*WHAT IS EXPECTED*
Please check every line of the listing for "panic" and copy each line where it is found.

*RECORDS SHOWN*
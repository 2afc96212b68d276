use thiserror::Error;

/// Everything that can stop a pass from completing.
///
/// A user task's own panic is *not* represented here: it propagates straight
/// through the worker pool, the same way a panic inside a `rayon::scope`
/// closure propagates to the caller of `scope`.
#[derive(Error, Debug)]
pub enum Error {
    #[error("pass would create {attempted} clusters, exceeding the {limit} limit")]
    CapacityExceeded { attempted: usize, limit: usize },

    #[error("chunk pool exhausted: all {capacity} chunks in use")]
    ChunkPoolExhausted { capacity: usize },

    #[error("invariant violated: {0}")]
    InvariantViolated(&'static str),
}

pub type Result<T> = std::result::Result<T, Error>;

*ANSWER BOX*
/// A user task's own panic is *not* represented here: it propagates straight
/// through the worker pool, the same way a panic inside a `rayon::scope`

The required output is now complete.